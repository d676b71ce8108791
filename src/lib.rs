//! toolforge - an MCP tool server that materializes declaratively described
//! tools into live, remotely invocable capabilities.
//!
//! The pipeline:
//! - A JSON registry file holds an ordered list of tool descriptors
//!   (name, description, source body).
//! - The forge compiles each source body (WebAssembly text or binary) into a
//!   shared execution namespace, where its exports become live symbols that
//!   later descriptors can build on.
//! - Resolved functions land in the process-wide capability table.
//! - A stdio JSON-RPC front end serves tool discovery and invocation to an
//!   external agent runtime.
//!
//! One malformed descriptor never takes the server down: registration
//! isolates failures per descriptor, and invocation failures are returned to
//! the caller as structured errors.

pub mod logging;
pub mod mcp;
pub mod settings;
pub mod tools;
- - -
- [Work item]
Only the lines from the one with "as structured errors." through the end of the listing should be output, exactly as they appear.

- [Output of the exercise]
//! the caller as structured errors.

pub mod logging;
pub mod mcp;
pub mod settings;
pub mod tools;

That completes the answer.